- Description of the task
Whenever a line carries the word "NoWindow", pull it out of the entries.

- Supplied data
//! DOM materialization.

use super::push_style;
use crate::component::{Kind, Node};
use crate::debug_log;
use crate::document::Document;
use crate::error::DomError;

impl Node {
	/// Builds a live element for this node in `document`.
	///
	/// A node with a body gets it as text content. Otherwise attribute children are
	/// set as they are met, element and text children are materialized and appended,
	/// and class and style children are collected into `class` and `style`
	/// attributes set after the pass (each only when non-empty). Class names are joined
	/// with single spaces and no leading space, so `class("a")` then `class("b")` yields
	/// `class="a b"`. Event handlers are attached last.
	///
	/// # Errors
	///
	/// Returns [`DomError::UnsupportedKind`] when called on an attribute, class or
	/// style node, and propagates any failure reported by `document`.
	pub fn to_html<D: Document>(&self, document: &D) -> Result<D::Node, DomError> {
		if !self.kind().is_element() {
			return Err(DomError::UnsupportedKind(self.kind()));
		}

		let element = document.create_element(self.resolved_tag())?;

		if !self.value().is_empty() {
			document.set_text_content(&element, self.value());
		} else {
			let mut styles = String::new();
			let mut classes: Vec<&str> = Vec::new();
			for child in self.children() {
				match child.kind() {
					Kind::Class => classes.push(child.value()),
					Kind::Attribute => {
						document.set_attribute(&element, child.key(), child.value())?
					}
					Kind::Style => push_style(&mut styles, child.key(), child.value()),
					Kind::Element | Kind::Text => {
						let rendered = child.to_html(document)?;
						document.append_child(&element, &rendered)?;
					}
				}
			}
			if !styles.is_empty() {
				document.set_attribute(&element, "style", &styles)?;
			}
			if !classes.is_empty() {
				document.set_attribute(&element, "class", &classes.join(" "))?;
			}
		}

		for (event, handler) in self.events() {
			document.add_event_listener(&element, event, handler.clone())?;
		}
		if !self.events().is_empty() {
			debug_log!(
				"<{}>: attached {} event listener(s)",
				self.resolved_tag(),
				self.events().len()
			);
		}

		Ok(element)
	}
}

#[cfg(test)]
mod tests {
	use super::*;
	use crate::builder::html::{attr, button, class, div, img, li, style, text, ul};
	use crate::callback::DummyEvent;
	use crate::document::MemoryDocument;
	use rstest::{fixture, rstest};
	use std::cell::RefCell;
	use std::rc::Rc;

	#[fixture]
	fn document() -> MemoryDocument {
		MemoryDocument::new()
	}

	#[rstest]
	fn test_text_node_becomes_div_with_text(document: MemoryDocument) {
		let element = text("hi").to_html(&document).unwrap();
		assert_eq!(element.outer_html(), "<div>hi</div>");
	}

	#[rstest]
	fn test_body_short_circuits_children(document: MemoryDocument) {
		let node = text("x").append((div(()), attr("id", "a"), class("c")));
		let element = node.to_html(&document).unwrap();
		assert_eq!(element.outer_html(), "<div>x</div>");
	}

	#[rstest]
	fn test_attributes_classes_and_styles(document: MemoryDocument) {
		let node = div((
			class("card"),
			attr("id", "main"),
			style("color", "red"),
			class("big"),
			style("width", "1px"),
		));
		let element = node.to_html(&document).unwrap();

		assert_eq!(element.attribute("id").as_deref(), Some("main"));
		assert_eq!(element.attribute("class").as_deref(), Some("card big"));
		assert_eq!(
			element.attribute("style").as_deref(),
			Some("color:red;width:1px;")
		);
		assert_eq!(
			element.outer_html(),
			"<div id=\"main\" style=\"color:red;width:1px;\" class=\"card big\"></div>"
		);
	}

	#[rstest]
	#[case(div(class("only")), "only")]
	#[case(div((class("a"), class("b"), class("c"))), "a b c")]
	fn test_class_list_has_no_leading_space(
		document: MemoryDocument,
		#[case] node: Node,
		#[case] expected: &str,
	) {
		let element = node.to_html(&document).unwrap();
		assert_eq!(element.attribute("class").as_deref(), Some(expected));
	}

	#[rstest]
	fn test_style_and_class_omitted_when_empty(document: MemoryDocument) {
		let element = img(attr("src", "/a.png")).to_html(&document).unwrap();
		assert!(element.attribute("style").is_none());
		assert!(element.attribute("class").is_none());
		assert_eq!(element.outer_html(), "<img src=\"/a.png\"></img>");
	}

	#[rstest]
	fn test_accumulated_class_overrides_class_attribute(document: MemoryDocument) {
		let element = div((attr("class", "a"), class("b")))
			.to_html(&document)
			.unwrap();
		assert_eq!(element.attribute("class").as_deref(), Some("b"));
	}

	#[rstest]
	fn test_children_materialize_in_order(document: MemoryDocument) {
		let element = ul((li(text("one")), li(text("two"))))
			.to_html(&document)
			.unwrap();

		let items = element.children();
		assert_eq!(items.len(), 2);
		assert_eq!(items[0].text_content(), "one");
		assert_eq!(items[1].text_content(), "two");
		assert_eq!(
			element.outer_html(),
			"<ul><li><div>one</div></li><li><div>two</div></li></ul>"
		);
	}

	#[rstest]
	fn test_last_registered_handler_wins(document: MemoryDocument) {
		let log = Rc::new(RefCell::new(Vec::new()));
		let node = button(text("go"))
			.on("click", {
				let log = Rc::clone(&log);
				move |_| log.borrow_mut().push("h1")
			})
			.on("click", {
				let log = Rc::clone(&log);
				move |_| log.borrow_mut().push("h2")
			});

		let element = node.to_html(&document).unwrap();

		assert_eq!(element.listener_count("click"), 1);
		element.dispatch("click", DummyEvent::new("click"));
		assert_eq!(*log.borrow(), ["h2"]);
	}

	#[rstest]
	fn test_handlers_attached_on_text_nodes(document: MemoryDocument) {
		let element = text("x")
			.on("mouseenter", |_| {})
			.to_html(&document)
			.unwrap();
		assert_eq!(element.listener_count("mouseenter"), 1);
	}

	#[rstest]
	fn test_nested_handlers_attach_to_their_own_element(document: MemoryDocument) {
		let element = div(button(()).on("click", |_| {}))
			.to_html(&document)
			.unwrap();
		assert_eq!(element.listener_count("click"), 0);
		assert_eq!(element.children()[0].listener_count("click"), 1);
	}

	#[rstest]
	#[case(attr("id", "a"), Kind::Attribute)]
	#[case(class("c"), Kind::Class)]
	#[case(style("color", "red"), Kind::Style)]
	fn test_property_nodes_cannot_materialize(
		document: MemoryDocument,
		#[case] node: Node,
		#[case] kind: Kind,
	) {
		assert!(matches!(
			node.to_html(&document),
			Err(DomError::UnsupportedKind(k)) if k == kind
		));
	}

	#[rstest]
	fn test_document_errors_propagate(document: MemoryDocument) {
		let result = div(attr("bad name", "x")).to_html(&document);
		assert!(matches!(result, Err(DomError::Js(_))));
	}
}
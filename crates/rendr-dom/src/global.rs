//! Process-wide mounter for the browser document.
//!
//! The mounter is created on first use and kept in thread-local storage, so
//! handlers can call [`render`] again to redraw.

use std::cell::RefCell;
use std::rc::Rc;

use rendr_components::{Renderer, WebDocument};

use crate::error::MountError;
use crate::mount::Mounter;

thread_local! {
	static GLOBAL_MOUNTER: RefCell<Option<Rc<Mounter<WebDocument>>>> = const { RefCell::new(None) };
}

fn global_mounter() -> Result<Rc<Mounter<WebDocument>>, MountError> {
	GLOBAL_MOUNTER.with(|slot| {
		if let Some(mounter) = slot.borrow().as_ref() {
			return Ok(Rc::clone(mounter));
		}
		let mounter = Rc::new(Mounter::new(WebDocument::global()?));
		*slot.borrow_mut() = Some(Rc::clone(&mounter));
		Ok(mounter)
	})
}

/// Renders `root` into the first element of the page matching `selector`,
/// replacing whatever it contained.
///
/// # Errors
///
/// See [`Mounter::render`]. Also fails with [`MountError::Dom`] outside a browser
/// window.
///
/// # Example
///
/// ```ignore
/// use rendr_components::{h1, text};
///
/// rendr_dom::render("#app", h1(text("Hello")))?;
/// ```
pub fn render(selector: &str, root: impl Renderer) -> Result<web_sys::Element, MountError> {
	global_mounter()?.render(selector, root)
}

/// Returns the element most recently mounted under `selector` by [`render`].
pub fn mounted(selector: &str) -> Option<web_sys::Element> {
	GLOBAL_MOUNTER.with(|slot| {
		slot.borrow()
			.as_ref()
			.and_then(|mounter| mounter.mounted(selector))
	})
}
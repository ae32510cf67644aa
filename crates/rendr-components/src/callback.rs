//! Event handler types.
//!
//! A [`Handler`] is a cheaply cloneable, reference-counted closure receiving the
//! host's [`Event`]. Inside a browser this is `web_sys::Event`; on native targets a
//! [`DummyEvent`] stands in so trees with handlers can still be built, serialized and
//! dispatched against a [`MemoryDocument`](crate::document::MemoryDocument).

use std::borrow::Cow;
use std::collections::HashMap;
use std::fmt;
use std::rc::Rc;

/// The event type handed to handlers.
#[cfg(target_arch = "wasm32")]
pub type Event = web_sys::Event;

/// The event type handed to handlers.
#[cfg(not(target_arch = "wasm32"))]
pub type Event = DummyEvent;

/// Event placeholder for native targets.
#[cfg(not(target_arch = "wasm32"))]
#[derive(Debug, Clone, Default, PartialEq, Eq)]
pub struct DummyEvent {
	event_type: String,
}

#[cfg(not(target_arch = "wasm32"))]
impl DummyEvent {
	/// Creates an event of the given type (e.g. `"click"`).
	pub fn new(event_type: impl Into<String>) -> Self {
		Self {
			event_type: event_type.into(),
		}
	}

	/// Returns the event type.
	pub fn event_type(&self) -> &str {
		&self.event_type
	}
}

/// Event name to handler mapping. Registering a name twice keeps the last handler.
pub type Events = HashMap<Cow<'static, str>, Handler>;

/// A registered event handler.
#[derive(Clone)]
pub struct Handler {
	inner: Rc<dyn Fn(Event) + 'static>,
}

impl Handler {
	/// Wraps a closure.
	pub fn new<F>(f: F) -> Self
	where
		F: Fn(Event) + 'static,
	{
		Self { inner: Rc::new(f) }
	}

	/// Invokes the handler.
	pub fn call(&self, event: Event) {
		(self.inner)(event)
	}

	/// Returns `true` if both handlers wrap the same closure.
	pub fn ptr_eq(&self, other: &Self) -> bool {
		Rc::ptr_eq(&self.inner, &other.inner)
	}
}

impl fmt::Debug for Handler {
	fn fmt(&self, f: &mut fmt::Formatter<'_>) -> fmt::Result {
		f.debug_struct("Handler")
			.field("strong_count", &Rc::strong_count(&self.inner))
			.finish()
	}
}
//! Document abstraction layer
//!
//! [`Document`] is the set of host calls the materializer and the mount driver make.
//! Two implementations ship with the crate:
//!
//! - [`WebDocument`] (wasm32 only): the browser's `window.document` through `web-sys`
//! - [`MemoryDocument`]: an in-memory element tree for native targets and tests

mod memory;
mod selector;
#[cfg(target_arch = "wasm32")]
mod web;

pub use memory::{MemoryDocument, MemoryNode};
pub use selector::Selector;
#[cfg(target_arch = "wasm32")]
pub use web::WebDocument;

use crate::callback::Handler;
use crate::error::DomError;

/// Host document operations.
pub trait Document {
	/// Element handle type.
	type Node: Clone;

	/// Returns the first element matching `selector`, in document order.
	fn query_selector(&self, selector: &str) -> Result<Option<Self::Node>, DomError>;

	/// Creates a detached element.
	fn create_element(&self, tag: &str) -> Result<Self::Node, DomError>;

	/// Sets (or replaces) an attribute.
	fn set_attribute(&self, node: &Self::Node, name: &str, value: &str) -> Result<(), DomError>;

	/// Replaces all children of `node` with a single text node.
	fn set_text_content(&self, node: &Self::Node, text: &str);

	/// Replaces the inner markup of `node`. An empty string removes every child.
	fn set_inner_html(&self, node: &Self::Node, html: &str);

	/// Appends `child` as the last child of `parent`.
	fn append_child(&self, parent: &Self::Node, child: &Self::Node) -> Result<(), DomError>;

	/// Registers a non-capturing listener for `event`.
	fn add_event_listener(
		&self,
		node: &Self::Node,
		event: &str,
		handler: Handler,
	) -> Result<(), DomError>;
}
//! Errors raised while talking to a document.

use thiserror::Error;

use crate::component::Kind;

/// Failure reported by a [`Document`](crate::document::Document) implementation or by
/// DOM materialization.
#[derive(Debug, Clone, PartialEq, Eq, Error)]
pub enum DomError {
	/// Window object not available.
	#[error("window object not available")]
	NoWindow,
	/// Document object not available.
	#[error("document object not available")]
	NoDocument,
	/// The selector could not be parsed.
	#[error("unsupported selector `{0}`")]
	InvalidSelector(String),
	/// Attribute, class and style nodes only exist inside an element.
	#[error("{0} nodes cannot be materialized on their own")]
	UnsupportedKind(Kind),
	/// A JavaScript exception thrown by the browser.
	#[error("JavaScript error: {0}")]
	Js(String),
}

#[cfg(target_arch = "wasm32")]
impl From<wasm_bindgen::JsValue> for DomError {
	fn from(value: wasm_bindgen::JsValue) -> Self {
		value
			.as_string()
			.map_or_else(|| Self::Js(format!("{value:?}")), Self::Js)
	}
}

#[cfg(test)]
mod tests {
	use super::*;
	use rstest::rstest;

	#[rstest]
	#[case(DomError::NoWindow, "window object not available")]
	#[case(DomError::NoDocument, "document object not available")]
	#[case(DomError::InvalidSelector("div > p".into()), "unsupported selector `div > p`")]
	#[case(
		DomError::UnsupportedKind(Kind::Style),
		"style nodes cannot be materialized on their own"
	)]
	#[case(DomError::Js("boom".into()), "JavaScript error: boom")]
	fn test_dom_error_display(#[case] error: DomError, #[case] expected: &str) {
		assert_eq!(error.to_string(), expected);
	}
}
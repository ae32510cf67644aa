//! rendr components - declarative component tree
//!
//! A tiny node model for describing browser UI. A [`Node`] carries a tag, a literal
//! body, ordered children and event handlers, and can be turned into either an HTML
//! string or a live document element.
//!
//! ## Architecture
//!
//! - [`component`]: the [`Node`] type, its [`Kind`] discriminant and the [`Renderer`] trait
//! - [`builder`]: tag-named factory functions (`div`, `span`, `h1`, ...) and property
//!   constructors (`attr`, `class`, `style`, `styles`)
//! - [`render`]: the two tree walks, HTML text and DOM materialization
//! - [`document`]: the [`Document`] abstraction with a browser ([`WebDocument`], wasm32 only)
//!   and an in-memory ([`MemoryDocument`]) implementation
//! - [`callback`]: event handler wrapper
//! - [`logging`]: console / `tracing` logging macros
//!
//! ## Example
//!
//! ```ignore
//! use rendr_components::{attr, class, div, h1, style, text};
//!
//! let card = div((
//!     class("card"),
//!     attr("id", "greeting"),
//!     style("color", "red"),
//!     h1(text("Hello")),
//! ))
//! .on("click", |_event| info_log!("clicked"));
//!
//! let html = card.to_text();
//! ```

#![warn(missing_docs)]

pub mod builder;
pub mod callback;
pub mod component;
pub mod document;
pub mod error;
pub mod logging;
pub mod options;
pub mod render;

pub use builder::html::{
	any, attr, button, class, div, h1, h2, h3, h4, h5, h6, img, li, p, section, small, span,
	strong, style, styles, text, ul,
};
pub use callback::{Event, Events, Handler};
#[cfg(not(target_arch = "wasm32"))]
pub use callback::DummyEvent;
pub use component::{IntoChildren, Kind, Node, Renderer};
pub use document::{Document, MemoryDocument, MemoryNode};
#[cfg(target_arch = "wasm32")]
pub use document::WebDocument;
pub use error::DomError;
pub use options::RenderOptions;

// Re-exported for the logging macros so downstream crates need no direct dependency.
#[doc(hidden)]
#[cfg(not(target_arch = "wasm32"))]
pub use tracing as __tracing;
#[doc(hidden)]
#[cfg(target_arch = "wasm32")]
pub use web_sys as __web_sys;
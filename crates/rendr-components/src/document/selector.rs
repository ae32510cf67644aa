//! Compound selector matching for the in-memory document.
//!
//! Only the subset needed to locate mount points is understood: an optional tag name
//! (or `*`) followed by any number of `#id` and `.class` parts, e.g. `div#app.dark`.
//! Combinators, attribute selectors and pseudo-classes are rejected.

use crate::error::DomError;

/// A parsed compound selector.
#[derive(Debug, Clone, Default, PartialEq, Eq)]
pub struct Selector {
	tag: Option<String>,
	id: Option<String>,
	classes: Vec<String>,
}

fn is_name(part: &str) -> bool {
	!part.is_empty()
		&& part
			.chars()
			.all(|c| c.is_ascii_alphanumeric() || c == '-' || c == '_')
}

impl Selector {
	/// Parses `input`.
	///
	/// # Errors
	///
	/// Returns [`DomError::InvalidSelector`] for empty input and anything outside the
	/// supported subset.
	pub fn parse(input: &str) -> Result<Self, DomError> {
		let invalid = || DomError::InvalidSelector(input.to_string());
		let trimmed = input.trim();
		if trimmed.is_empty() {
			return Err(invalid());
		}

		let mut selector = Self::default();
		let end = trimmed.find(['#', '.']).unwrap_or(trimmed.len());
		let (tag, mut rest) = trimmed.split_at(end);
		if !tag.is_empty() && tag != "*" {
			if !is_name(tag) {
				return Err(invalid());
			}
			selector.tag = Some(tag.to_ascii_lowercase());
		}

		while let Some(marker) = rest.chars().next() {
			rest = &rest[marker.len_utf8()..];
			let end = rest.find(['#', '.']).unwrap_or(rest.len());
			let (name, tail) = rest.split_at(end);
			if !is_name(name) {
				return Err(invalid());
			}
			match marker {
				'#' if selector.id.is_none() => selector.id = Some(name.to_string()),
				'.' => selector.classes.push(name.to_string()),
				_ => return Err(invalid()),
			}
			rest = tail;
		}

		Ok(selector)
	}

	/// Returns `true` if an element with the given tag, `id` and `class` attributes
	/// matches.
	pub fn matches(&self, tag: &str, id: Option<&str>, class: Option<&str>) -> bool {
		if let Some(expected) = &self.tag {
			if !expected.eq_ignore_ascii_case(tag) {
				return false;
			}
		}
		if let Some(expected) = &self.id {
			if id != Some(expected.as_str()) {
				return false;
			}
		}
		let present: Vec<&str> = class.map(|c| c.split_whitespace().collect()).unwrap_or_default();
		self.classes
			.iter()
			.all(|wanted| present.contains(&wanted.as_str()))
	}
}

#[cfg(test)]
mod tests {
	use super::*;
	use rstest::rstest;

	#[rstest]
	#[case("div", "div", None, None, true)]
	#[case("DIV", "div", None, None, true)]
	#[case("div", "span", None, None, false)]
	#[case("#app", "section", Some("app"), None, true)]
	#[case("#app", "section", Some("other"), None, false)]
	#[case(".card", "div", None, Some("big card"), true)]
	#[case(".card.big", "div", None, Some("card"), false)]
	#[case("div#app.dark", "div", Some("app"), Some("dark wide"), true)]
	#[case("*", "anything", None, None, true)]
	#[case("  #root ", "div", Some("root"), None, true)]
	fn test_matches(
		#[case] input: &str,
		#[case] tag: &str,
		#[case] id: Option<&str>,
		#[case] class: Option<&str>,
		#[case] expected: bool,
	) {
		let selector = Selector::parse(input).unwrap();
		assert_eq!(selector.matches(tag, id, class), expected);
	}

	#[rstest]
	#[case("")]
	#[case("   ")]
	#[case("div > p")]
	#[case("ul li")]
	#[case("a[href]")]
	#[case("a:hover")]
	#[case("#")]
	#[case("div.")]
	#[case("#a#b")]
	#[case("h1, h2")]
	fn test_rejects_unsupported(#[case] input: &str) {
		assert_eq!(
			Selector::parse(input),
			Err(DomError::InvalidSelector(input.to_string()))
		);
	}
}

- Response to this exercise
	NoWindow,
	#[case(DomError::NoWindow, "window object not available")]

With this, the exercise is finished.